Thursday, November 07, 2019 04:00PM / IHS Nigeria / Header Image Credit: IHS Nigeria
Historically, Nigeria's telecommunications sector was monopolized by Nigerian Telecommunications Limited. As the country's only telecommunications provider, this was an era characterized by slow internet connection, poor services and inadequate infrastructure. However, as more players entered the industry conditions improved and subsequently, Nigeria has witnessed an unprecedented growth in its telecoms network. So has night turned to day? Unfortunately, not quite.
The telecommunications industry still suffers an array of challenges as it struggles to meet data demands of an ever-growing population. Challenges include high costs of Right of Way that result in expensive leasing transmission infrastructure, multiple taxations, numerous regulatory bodies with conflicting interests, poor infrastructure and a lack of reliable clean grid energy.

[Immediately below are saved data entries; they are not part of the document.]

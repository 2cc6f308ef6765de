// mcbranch: Minecraft server branch helper
//
// SPDX-FileCopyrightText: 2026 Romeo Ahmed
// SPDX-License-Identifier: GPL-3.0-or-later

//! `branch` command.

use std::io::{BufRead, Write};
use std::path::Path;

use crate::config::Config;
use crate::error::Result;
use crate::ui::Operator;
use crate::workflow::{PublishOutcome, publish};

/// Publishes `workdir` and reports the outcome.
///
/// # Errors
///
/// Returns an error if publishing fails or the operator cannot be reached.
pub fn run_branch_command<R: BufRead, W: Write>(
    config: &Config,
    workdir: &Path,
    operator: &mut Operator<R, W>,
) -> Result<()> {
    match publish(config, workdir)? {
        PublishOutcome::NothingToCommit => {
            operator.success("Nothing to commit, the branch is already up to date.")?;
        }
        PublishOutcome::Pushed { branch, url } => {
            operator.success(&format!("Branch '{branch}' pushed: {url}"))?;
            operator.say("Copy this link, you will need it to restore the server.")?;
        }
    }
    operator.pause(config.global.pause)?;
    Ok(())
}
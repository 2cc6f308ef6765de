// mcbranch: Minecraft server branch helper
//
// SPDX-FileCopyrightText: 2026 Romeo Ahmed
// SPDX-License-Identifier: GPL-3.0-or-later

//! Git query operations using gix backend.
//!
//! ```text
//! query.rs --> GixBackend --> .git/ (no subprocess)
//! ```

use crate::error::{GitError, McbResult};
use std::path::Path;

use super::backend::{GitQuery, GixBackend};

#[must_use]
pub fn is_git_repo(path: &Path) -> bool {
    GixBackend::is_git_repo(path)
}

/// Fails with `GitError::NotARepository` unless `path` is in a work tree.
///
/// # Errors
///
/// Returns `GitError::NotARepository` when `path` is not inside a work tree.
pub fn ensure_work_tree(path: &Path) -> McbResult<()> {
    if is_git_repo(path) {
        Ok(())
    } else {
        Err(GitError::NotARepository {
            path: path.display().to_string(),
        }
        .into())
    }
}

/// Get current branch name (None if HEAD is detached).
///
/// # Errors
///
/// Returns a `GitError` if repository discovery or head resolution fails.
pub fn current_branch(path: &Path) -> McbResult<Option<String>> {
    GixBackend::current_branch(path)
}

At the recent Power and Telecommunications Synergy Conference sponsored by IHS Nigeria, industry experts agreed that if visible, sustainable growth is to take place, cross-sector collaborations must be enhanced and current policies restricting growth within the sector amended. During one session, moderated by Energy Innovation Centre Clean Tech Hub CEO, Ify Malo, on "Sectoral Collaboration, Building Sustainable Models that Drive Inclusive Growth", key stakeholders provided insights on how telecom infrastructure policies, necessary for the sector's growth, could be improved. The benefits of strategic collaboration and cross-sector partnerships were also examined in detail.

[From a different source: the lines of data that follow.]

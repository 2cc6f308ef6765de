// mcbranch: Minecraft server branch helper
//
// SPDX-FileCopyrightText: 2026 Romeo Ahmed
// SPDX-License-Identifier: GPL-3.0-or-later

use super::Config;
use super::loader::{ConfigLoader, ConfigSource};
use crate::logging::LogLevel;
use std::path::PathBuf;
use std::time::Duration;

#[test]
fn test_default_config() {
    let config = Config::default();
    assert_eq!(config.workflow.branch, "Minecraft_branch");
    assert_eq!(config.workflow.folder, "servidor_minecraft");
    assert_eq!(config.remote.name, "origin");
    assert_eq!(config.transfer.attempts, 3);
    assert_eq!(config.transfer.delay_ms, 1000);
    assert!(config.global.pause);
    assert_eq!(config.global.output_log_level, LogLevel::INFO);
    assert!(config.validate().is_ok());
}

#[test]
fn test_parse_overrides_defaults() {
    let config = Config::parse(
        r#"
        [workflow]
        branch = "Saves"

        [transfer]
        attempts = 5
        delay_ms = 250

        [state]
        dir = "/var/tmp/mcbranch"
        "#,
    )
    .unwrap();

    assert_eq!(config.workflow.branch, "Saves");
    assert_eq!(config.workflow.folder, "servidor_minecraft");

    let policy = config.transfer.retry_policy();
    assert_eq!(policy.attempts(), 5);
    assert_eq!(policy.delay(), Duration::from_millis(250));
    assert_eq!(
        config.state.resolved_dir(),
        PathBuf::from("/var/tmp/mcbranch")
    );
}

#[test]
fn test_unknown_key_is_rejected() {
    let result = Config::parse("[workflow]\nbranches = \"typo\"\n");
    assert!(result.is_err(), "unknown keys should be rejected");
}

#[test]
fn test_zero_attempts_is_rejected() {
    let err = Config::parse("[transfer]\nattempts = 0\n").unwrap_err();
    insta::assert_snapshot!(
        err.to_string(),
        @"invalid value for 'attempts' in section '[transfer]': must be at least 1"
    );
}

#[test]
fn test_nested_folder_is_rejected() {
    let err = Config::parse("[workflow]\nfolder = \"a/b\"\n").unwrap_err();
    assert!(err.to_string().contains("single directory name"), "{err}");
}

#[test]
fn test_log_level_out_of_range_is_rejected() {
    assert!(Config::parse("[global]\noutput_log_level = 9\n").is_err());
}

#[test]
fn test_restore_message() {
    let config = Config::default();
    insta::assert_snapshot!(
        config.workflow.restore_message("survival-world"),
        @"Add files from survival-world"
    );
}

#[test]
fn test_format_options_is_sorted() {
    let config = Config::default();
    let lines = config.format_options();
    let keys: Vec<_> = lines
        .iter()
        .filter_map(|line| line.split_whitespace().next())
        .collect();
    let mut sorted = keys.clone();
    sorted.sort_unstable();
    assert_eq!(keys, sorted);
    assert!(
        lines
            .iter()
            .any(|l| l.starts_with("workflow.branch") && l.ends_with("= Minecraft_branch"))
    );
}

#[test]
fn test_loader_lists_sources_in_order() {
    let temp = tempfile::tempdir().unwrap();
    let path = temp.path().join("extra.toml");
    std::fs::write(&path, "[remote]\nname = \"upstream\"\n").unwrap();

    let loader = ConfigLoader::new()
        .discover(temp.path().join("mcbranch.toml"))
        .file(&path)
        .inline("[global]\npause = false\n");
    assert_eq!(
        loader.sources(),
        [ConfigSource::File(path.clone()), ConfigSource::Inline]
    );
    let lines = loader.describe_sources();
    assert_eq!(lines[0], format!("1. [--config] {}", path.display()));
    assert_eq!(lines[1], "2. [inline]");

    let config = loader.build().unwrap();
    assert_eq!(config.remote.name, "upstream");
    assert!(!config.global.pause);
}

#[test]
fn test_loader_discovered_file_is_overridden_by_config_file() {
    let temp = tempfile::tempdir().unwrap();
    let found = temp.path().join("mcbranch.toml");
    let extra = temp.path().join("extra.toml");
    std::fs::write(&found, "[workflow]\nfolder = \"world\"\nbranch = \"Saves\"\n").unwrap();
    std::fs::write(&extra, "[workflow]\nbranch = \"Backups\"\n").unwrap();

    let loader = ConfigLoader::new().discover(&found).file(&extra);
    assert_eq!(loader.sources()[0], ConfigSource::Discovered(found.clone()));
    assert!(loader.describe_sources()[0].starts_with("1. [found] "));

    let config = loader.build().unwrap();
    assert_eq!(config.workflow.folder, "world");
    assert_eq!(config.workflow.branch, "Backups");
}

#[test]
fn test_loader_missing_config_file_fails() {
    let temp = tempfile::tempdir().unwrap();
    let err = ConfigLoader::new()
        .file(temp.path().join("absent.toml"))
        .build()
        .unwrap_err();
    assert!(err.to_string().contains("failed to parse config"), "{err}");
}

#[test]
fn test_loader_set_override() {
    let config = ConfigLoader::new()
        .set("workflow.folder", "world")
        .unwrap()
        .build()
        .unwrap();
    assert_eq!(config.workflow.folder, "world");
}
// mcbranch: Minecraft server branch helper
//
// SPDX-FileCopyrightText: 2026 Romeo Ahmed
// SPDX-License-Identifier: GPL-3.0-or-later

//! Library root.
//!
//! # Crate Architecture
//!
//! ```text
//!                        main.rs
//!                           |
//!                +----------+----------+
//!                v                     v
//!             cli (clap)         cmd (handlers) ---> ui
//!                |             branch / link        prompt, gradient
//!                +----------+----------+
//!                           v
//!              ,---------------------------,
//!              |         workflow          |
//!              |     publish / restore     |
//!              '--+-----------+--------+---'
//!                 |           |        |
//!                 v           v        v
//!                git        state   utility::fs
//!              gix/CLI      JSON    copy, retry
//!
//!   +-----------------------------------------+
//!   |  foundation   config, error, logging    |
//!   +-----------------------------------------+
//! ```

pub mod cli;
pub mod cmd;
pub mod config;
pub mod error;
pub mod git;
pub mod logging;
pub mod state;
pub mod ui;
pub mod utility;
pub mod workflow;
// mcbranch: Minecraft server branch helper
//
// SPDX-FileCopyrightText: 2026 Romeo Ahmed
// SPDX-License-Identifier: GPL-3.0-or-later

//! Entry point.
//!
//! ```text
//! cli::parse() --> Config --> Logging --> Command Dispatch
//!   Branch | Link | Options | Version
//!                                  |
//!                     error? --> report, pause, exit 1
//! ```

use std::path::{Path, PathBuf};
use std::process::ExitCode;

use mcbranch::cli::global::GlobalOptions;
use mcbranch::cli::{self, Command};
use mcbranch::cmd::branch::run_branch_command;
use mcbranch::cmd::config::run_options_command;
use mcbranch::cmd::link::run_link_command;
use mcbranch::config::loader::ConfigLoader;
use mcbranch::config::{CONFIG_FILE_NAME, Config, ENV_PREFIX};
use mcbranch::logging::{LogConfig, init_logging};
use mcbranch::ui::{self, Operator};

use anyhow::Context;
use mimalloc::MiMalloc;

#[global_allocator]
static GLOBAL: MiMalloc = MiMalloc;

#[tokio::main]
async fn main() -> ExitCode {
    let cli = cli::parse();

    if matches!(cli.command, Some(Command::Version)) {
        handle_version_command();
        return ExitCode::SUCCESS;
    }

    let mut operator = Operator::stdio();
    let pause_on_error = !cli.global.no_pause;

    let (config, config_files, workdir) = match prepare(&cli.global) {
        Ok(prepared) => prepared,
        Err(e) => return report_failure(&e, &mut operator, pause_on_error),
    };

    let _log_guard = match init_logging(&LogConfig::from(&config.global)) {
        Ok(guard) => guard,
        Err(e) => {
            eprintln!("Failed to initialize logging: {e}");
            return ExitCode::FAILURE;
        }
    };

    let result = match &cli.command {
        Some(Command::Branch) => run_branch_command(&config, &workdir, &mut operator),
        Some(Command::Link(args)) => {
            run_link_command(args, &config, &workdir, &mut operator).await
        }
        Some(Command::Options) => {
            run_options_command(&config, &config_files);
            Ok(())
        }
        Some(Command::Version) => {
            handle_version_command();
            Ok(())
        }
        None => Err(anyhow::anyhow!(
            "No command specified. Use --help for usage information."
        )),
    };

    match result {
        Ok(()) => ExitCode::SUCCESS,
        Err(e) => report_failure(&e, &mut operator, config.global.pause),
    }
}

fn handle_version_command() {
    println!("{}", env!("CARGO_PKG_VERSION"));
}

/// Resolves the working tree and loads the configuration found there.
fn prepare(global: &GlobalOptions) -> mcbranch::error::Result<(Config, Vec<String>, PathBuf)> {
    let workdir = resolve_workdir(global.dir.as_deref())?;
    let loader = build_config_loader(global, &workdir)?;
    let config_files = loader.describe_sources();
    let config = loader.build().context("failed to load configuration")?;
    Ok((config, config_files, workdir))
}

fn resolve_workdir(dir: Option<&Path>) -> mcbranch::error::Result<PathBuf> {
    let dir = match dir {
        Some(dir) => dir.to_path_buf(),
        None => std::env::current_dir().context("failed to read the current directory")?,
    };
    std::path::absolute(&dir)
        .with_context(|| format!("failed to resolve working directory {}", dir.display()))
}

fn build_config_loader(
    global: &GlobalOptions,
    workdir: &Path,
) -> mcbranch::error::Result<ConfigLoader> {
    let mut loader = ConfigLoader::new().discover(workdir.join(CONFIG_FILE_NAME));
    for config_path in &global.configs {
        loader = loader.file(config_path);
    }
    global.apply_overrides(loader.with_env_prefix(ENV_PREFIX))
}

/// Prints the full error chain in the error gradient and waits for Enter.
fn report_failure<R, W>(
    error: &anyhow::Error,
    operator: &mut Operator<R, W>,
    pause: bool,
) -> ExitCode
where
    R: std::io::BufRead,
    W: std::io::Write,
{
    eprintln!(
        "{}",
        ui::error_text(&format!("Error: {error:#}"), ui::color_enabled())
    );
    let _ = operator.pause(pause);
    ExitCode::FAILURE
}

Partnerships are integral to the creation of a sustainable telecommunications industry. Considering that power shortages are the biggest issue facing telecoms in Nigeria, strong collaborations between the power and telecoms sector would be most effective. Only a trickle of daily electricity production goes to the Nigeria's telecoms companies, rendering the services of these companies dysfunctional without additional back-up systems. Increasingly, there are attempts to leverage alternative energy sources such as hybrid energy to accelerate ICT provisions. Government policies and practices can significantly influence the development of universal, affordable and good quality broadband connectivity in a variety of ways. Telecommunications infrastructure is constantly vandalized in Nigeria, however, collaborations with security and orientation agencies would considerably diminish such crimes.

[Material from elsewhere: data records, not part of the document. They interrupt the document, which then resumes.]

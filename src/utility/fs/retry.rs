// mcbranch: Minecraft server branch helper
//
// SPDX-FileCopyrightText: 2026 Romeo Ahmed
// SPDX-License-Identifier: GPL-3.0-or-later

//! Bounded retry for files that are momentarily in use.
//!
//! An editor or the OS can still hold a file open right after the operator
//! saved it; copying it then fails with a "busy" error that clears on its own.

use std::future::Future;
use std::io;
use std::path::Path;
use std::time::Duration;
use tracing::warn;

use crate::error::{FsError, McbResult};

/// How often and how patiently a busy file is retried.
#[derive(Debug, Clone, Copy, PartialEq, Eq)]
pub struct RetryPolicy {
    attempts: u32,
    delay: Duration,
}

impl Default for RetryPolicy {
    fn default() -> Self {
        Self::new(3, Duration::from_secs(1))
    }
}

impl RetryPolicy {
    /// `attempts` counts the first try; zero is treated as one.
    #[must_use]
    pub const fn new(attempts: u32, delay: Duration) -> Self {
        Self {
            attempts: if attempts == 0 { 1 } else { attempts },
            delay,
        }
    }

    #[must_use]
    pub const fn attempts(&self) -> u32 {
        self.attempts
    }

    #[must_use]
    pub const fn delay(&self) -> Duration {
        self.delay
    }
}

/// Whether an I/O error means "file in use, try again later".
#[must_use]
pub fn is_busy(err: &io::Error) -> bool {
    if matches!(
        err.kind(),
        io::ErrorKind::ExecutableFileBusy | io::ErrorKind::ResourceBusy
    ) {
        return true;
    }
    // ERROR_SHARING_VIOLATION, ERROR_LOCK_VIOLATION
    #[cfg(windows)]
    {
        matches!(err.raw_os_error(), Some(32 | 33))
    }
    #[cfg(not(windows))]
    {
        false
    }
}

/// Runs `op` until it succeeds, retrying busy errors per `policy`.
///
/// `path` only labels log lines and errors.
///
/// # Errors
///
/// Returns `FsError::Busy` when every attempt failed with a busy error, and
/// `FsError::Io` immediately for any other error.
pub async fn retry_when_busy<T, F, Fut>(path: &Path, policy: RetryPolicy, mut op: F) -> McbResult<T>
where
    F: FnMut() -> Fut,
    Fut: Future<Output = io::Result<T>>,
{
    let mut attempt = 1;
    loop {
        match op().await {
            Ok(value) => return Ok(value),
            Err(err) if is_busy(&err) => {
                if attempt >= policy.attempts() {
                    return Err(FsError::Busy {
                        path: path.display().to_string(),
                        attempts: attempt,
                        source: err,
                    }
                    .into());
                }
                warn!(
                    path = %path.display(),
                    attempt,
                    delay_ms = policy.delay().as_millis(),
                    "file busy, retrying"
                );
                tokio::time::sleep(policy.delay()).await;
                attempt += 1;
            }
            Err(err) => return Err(FsError::io(path, err).into()),
        }
    }
}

Given the magnitude, it is critical that sector partners should support ongoing efforts and monitor progress towards achieving Nigeria's National Broadband Plan (NBP) target of 70% broadband penetration by 2021. An outcome of the Power and Telecommunications Synergy Conference has been the creation of the Telecommunications Sustainability Working Group (TSWG) which will seek to implement innovative ideas and facilitate strategic policies that support the sectors' development.
Commenting on the initiative, Olufemi Arosanyin, IHS Nigeria Chief Commercial Officer, said, "Proper collaborations within the private sector, from inception to implementation, with strategic decision-making are extremely important to the telecommunications sector and its success. The TSWG aims to create and work towards implementing strategic polices that will increase innovation within the sector and move Nigeria closer to the NBP's 70% target. This group will work collaboratively to establish important dialogues on how to move telecommunications in Nigeria to the next level."
According to a 2018 World Bank report on Internet World Statistics, Nigeria is one of the largest telecommunications markets in Africa and it has significant potential. The Nigerian Communications Commission has already identified key prospects for broadband penetration. This includes all new sites being Long-Term Evolution (LTE) compatible, spreading 3G coverage to at least 80% of Nigeria's population; a complete upgrade of 2G base transceiver stations to 3G, spreading 5G to at least 5% of the population when launched globally; spreading 3G/LTE to 100% of the population with a minimum broadband speed of 1.5 Mbps; and finally deploying at least one access point of fiber with a 10Gps capacity in all 774 local government areas (LGAs) through the InfraCo project. The transformation of these prospects to tangible results depends on building strategic alliances between Nigeria's telecoms and power sectors.
At the Power and Telecommunications Synergy Conference, IHS Nigeria Chief Executive Officer, Mohamad Darwish, discussed the importance of creating a platform for industry stakeholders to engage on issues as regards to broadband, and power; and on finding scalable solutions. The conference hoped to help the private sector and government start creating strategies and policies to build Nigeria's capacity to increase broadband penetration. The resulting synergies will provide a platform to collaborate on the actualization of broadband growth and explore the inherent benefits available to all.
Finally, accelerating broadband connectivity so that every individual, business, and LGA in Nigeria is digitally enabled has a chance to disrupt the growth trajectory and open new opportunities for economic and social development. With the collaboration of all sectors, the telecommunications sector will surely move forward.